I would like to know ALL the facts in this case; I'll bet there's more than meets the eye in those "official reports". Makes one wonder if some of the victims might have been perpetrators.
Posted by Phil, a resident of another community, on Apr 30, 2007 at 6:30 am
Religious tolerance may not be PC in place like Palo Alto, but its a core American value since our founding. Our founders disagreed on mnay things but were absolutely united on religious toleration being a bedrock American principle. Thank God that they were. That only PC faiths, or lack of any faith, qualify for toleration in the new American workplace is the utter antithesis of this American value. No one - repeat no one - in our country should be mocked for his or her religous faith or lack of any faith. It does not matter whether one is a theist or an antheist or whether one's views are just so PC or not. That's the "bright yellow line" Ms. Harrison crossed.
Posted by Fireman, a resident of another community, on Apr 30, 2007 at 8:56 am
George,Pat thanks very nicely sead... Funny how when I or other members of the employees of CPA spoke up we where attacked and made to suffer..When upper level employees where treated poorly it was wroung and action was taken..When I spoke up, I was blown off by so many people who did not or could not beleive..Again what about the people hurt along the way?? Edit them out of the picture.Religon is not the only thing people should be free to practice or not practice..Hurting people in any form or for any reason is wroung. Mike please learn to stick to your guns Move away from the screen and stick your head out in the real world for a short time..When you see a homeless person on the streets try not to look at him and think "Get a job you slob" No think how lucky you are not to be in his place..I is no work to judge..It is hard work to help..it might surprise you to find out that helping feels good and one should be proud to help...

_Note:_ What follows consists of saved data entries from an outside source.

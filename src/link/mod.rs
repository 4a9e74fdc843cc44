//! Transport link subsystem.
//!
//! # Data Flow
//! ```text
//! LinkProvider::create_link()
//!     → DataLink (unbound)
//!     → bind(addr) — the link becomes reachable on the medium
//!     → peer writes → InputReady event posted with the link's TargetId
//!     → peer drops  → Disconnected event posted with the link's TargetId
//!
//! Byte transfer:
//!     available() reports readable bytes; read() drains them
//!     write() pushes reply bytes toward the peer
//! ```
//!
//! # Design Decisions
//! - The medium is a trait seam: production transports and the in-memory
//!   test medium implement the same contract
//! - Links carry a `TargetId` so event registrations survive the link
//!   object itself
//! - No framing: a link moves raw bytes, callers define payload shapes

pub mod memory;

pub use memory::{MemoryLink, MemoryMedium, MemoryPeer};

use std::fmt;
use std::hash::Hash;

use thiserror::Error;

use crate::event::TargetId;

/// Marker bounds for medium addresses.
///
/// Anything cloneable, hashable and printable can address an endpoint.
pub trait Address: Clone + Eq + Hash + fmt::Debug + Send + Sync + 'static {}

impl<T: Clone + Eq + Hash + fmt::Debug + Send + Sync + 'static> Address for T {}

/// Error type for link operations.
#[derive(Debug, Error)]
pub enum LinkError {
    /// The medium refused to bind the link at the requested address.
    #[error("bind failed: {0}")]
    Bind(String),

    /// The link is closed; no further transfer is possible.
    #[error("link is closed")]
    Closed,

    /// A read or write failed mid-transfer.
    #[error("transfer failed: {0}")]
    Transfer(String),
}

/// One logical point-to-point connection over an addressed medium.
///
/// Implementations post `InputReady` and `Disconnected` events through
/// the dispatcher with [`DataLink::target`] as the event source.
pub trait DataLink: Send + Sync + 'static {
    /// The address type endpoints are identified by.
    type Addr: Address;

    /// Make this link reachable at `addr` on the medium.
    fn bind(&self, addr: &Self::Addr) -> Result<(), LinkError>;

    /// Drain up to `buf.len()` inbound bytes into `buf`; returns the count.
    fn read(&self, buf: &mut [u8]) -> Result<usize, LinkError>;

    /// Push `buf` toward the peer; returns the count written.
    fn write(&self, buf: &[u8]) -> Result<usize, LinkError>;

    /// Bytes currently available to read.
    fn available(&self) -> usize;

    /// The opaque event-target identity of this link.
    fn target(&self) -> TargetId;
}

/// Creates fresh, unbound links on a medium.
pub trait LinkProvider: Send + Sync + 'static {
    /// The address type of the medium.
    type Addr: Address;
    /// The link type the medium produces.
    type Link: DataLink<Addr = Self::Addr>;

    /// Create a new link. The link is not reachable until bound.
    fn create_link(&self) -> Self::Link;
}
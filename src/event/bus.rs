//! Queue-backed event bus.
//!
//! # Responsibilities
//! - Hold handler registrations keyed by (kind, target)
//! - Queue posted events in FIFO order
//! - Dispatch events either from a background pump task or on demand
//!   (`dispatch_pending`) for deterministic tests

use std::collections::{HashMap, VecDeque};
use std::sync::{Arc, Mutex};

use tokio::sync::{broadcast, Notify};

use crate::event::{DispatchError, Event, EventDispatcher, EventKind, HandlerFn, TargetId};

/// An [`EventDispatcher`] backed by an in-process FIFO queue.
///
/// Events are never dispatched inline from `post`; they are queued and
/// delivered by whichever pump drains the queue. Handlers therefore run
/// decoupled from the code that raised the event, which is what lets the
/// listener's handlers and its direct callers contend on one lock without
/// re-entrancy.
pub struct EventBus {
    /// Handler registrations. Locked briefly around lookup/mutation; the
    /// lock is never held across a handler invocation.
    handlers: Mutex<HashMap<(EventKind, TargetId), Arc<HandlerFn>>>,
    /// Posted, not-yet-dispatched events.
    queue: Mutex<VecDeque<Event>>,
    /// Wakes the pump task when the queue goes non-empty.
    wakeup: Notify,
}

impl EventBus {
    /// Create a new bus with no registrations and an empty queue.
    pub fn new() -> Arc<Self> {
        Arc::new(Self {
            handlers: Mutex::new(HashMap::new()),
            queue: Mutex::new(VecDeque::new()),
            wakeup: Notify::new(),
        })
    }

    /// Drain the queue on the caller's thread, invoking handlers inline.
    ///
    /// Returns the number of events dispatched, including events posted by
    /// the handlers themselves during the drain.
    pub fn dispatch_pending(&self) -> usize {
        let mut dispatched = 0;
        while self.dispatch_one() {
            dispatched += 1;
        }
        dispatched
    }

    /// Dispatch the oldest queued event, if any.
    fn dispatch_one(&self) -> bool {
        let event = {
            let mut queue = self.queue.lock().expect("event queue lock poisoned");
            queue.pop_front()
        };
        let Some(event) = event else {
            return false;
        };

        let handler = {
            let handlers = self.handlers.lock().expect("handler table lock poisoned");
            handlers.get(&(event.kind, event.source)).cloned()
        };
        match handler {
            Some(handler) => (*handler)(&event),
            None => {
                tracing::trace!(
                    kind = ?event.kind,
                    source = %event.source,
                    "no handler registered, dropping event"
                );
            }
        }
        true
    }

    /// Pump the queue until the shutdown signal fires.
    ///
    /// Run as a background task: `tokio::spawn(bus.clone().run(shutdown))`.
    pub async fn run(self: Arc<Self>, mut shutdown: broadcast::Receiver<()>) {
        tracing::debug!("event bus pump starting");
        loop {
            tokio::select! {
                _ = self.wakeup.notified() => {
                    while self.dispatch_one() {}
                }
                _ = shutdown.recv() => {
                    tracing::debug!("event bus received shutdown signal, exiting pump");
                    break;
                }
            }
        }
    }

    /// Number of live handler registrations.
    pub fn handler_count(&self) -> usize {
        self.handlers.lock().expect("handler table lock poisoned").len()
    }

    /// Whether a handler is registered for (kind, target).
    pub fn has_handler(&self, kind: EventKind, target: TargetId) -> bool {
        self.handlers
            .lock()
            .expect("handler table lock poisoned")
            .contains_key(&(kind, target))
    }
}

impl EventDispatcher for EventBus {
    fn register(
        &self,
        kind: EventKind,
        target: TargetId,
        handler: Box<HandlerFn>,
    ) -> Result<(), DispatchError> {
        let mut handlers = self.handlers.lock().expect("handler table lock poisoned");
        if handlers.contains_key(&(kind, target)) {
            return Err(DispatchError::DuplicateHandler { kind, target });
        }
        handlers.insert((kind, target), Arc::from(handler));
        Ok(())
    }

    fn remove(&self, kind: EventKind, target: TargetId) -> bool {
        self.handlers
            .lock()
            .expect("handler table lock poisoned")
            .remove(&(kind, target))
            .is_some()
    }

    fn post(&self, event: Event) {
        self.queue
            .lock()
            .expect("event queue lock poisoned")
            .push_back(event);
        self.wakeup.notify_one();
    }
}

Posted by Dapne, a resident of the Crescent Park neighborhood, on Apr 30, 2007 at 12:11 pm
A while back, Mike of College Terrace was forcefully arguing that now that Harrison had been punished, we should just move on and forget about the details - exposure of which by the Weekly, according to him, was pandering to some pathetic voyeurism.
Now, after an exhaustive story on the Weekly on the matter, he tells us: "I would like to know ALL the facts in this case; I'll bet there's more than meets the eye in those "official reports". Makes one wonder if some of the victims might have been perpetrators."
Leave aside Mike's weird speculation that Palo Alto's city hall is denizened by Fundamentalist Homo-hating Christians and Abortion Clinic Bombers who are harassing poor beleaguered Management Employees. What does he want: more exposure or less? Don't we have a right to expect at least a little internal consistency by posters?
Posted by Peter, a resident of the Charleston Meadows neighborhood, on Apr 30, 2007 at 12:16 pm
Which religions sanction abortion clinic bombing?
(I know that some of the bombers and crazies claim to be acting out of religious motivation. But I'm unaware of any organized religion - no matter how vehemently anti-choice - that sanctions bombing. It seems like we have to be careful with the innuendo here.)
Posted by Mike, a resident of the College Terrace neighborhood, on Apr 30, 2007 at 10:32 pm
Amusing. I guess most of those who want to continue pursuing just one line of inquiry have seen and heard what I did at City Council meetings a few years ago - where spoken homophobic innuendo was spoken by certain citizens.
Peter, Some significant minority of certain religious groups sanction the most hateful actions against others. All this "hate the sin, love the sinner" malarky is pathetic, and should receive the most hostile retort from educated persons (short of violence). There is no room for tolerance of these opinions.
Also, it looks like Daphne doesn't want to consider that homophobia is alive and well - even in a PC place like Palo Alto. All I've seen on this and the infamous Diamond thread (for the most part) is people calling for more retribution, *after* the fact of imposed punishment. A real, nice, liberal crowd we have here.
Posted by Phil, a resident of another community, on May 1, 2007 at 8:55 am
[Portion removed by Palo Alto Online staff.] All the abusive, harassing, derisive comments comments and behavior emanated from Ms. Harrison, who was disciplined for them by by Mr. Benest. No one was accused, much less proven, to have expressed any homophobic views in this entire scandal. Read Mr. Benest's letter of discipline and Ms. Harrison's letter of apology that was posted on Palo Alto Online. "Homophobia" is simply a PC smokescreen meant to distract from the real issues: abuse of power and religious bigotry.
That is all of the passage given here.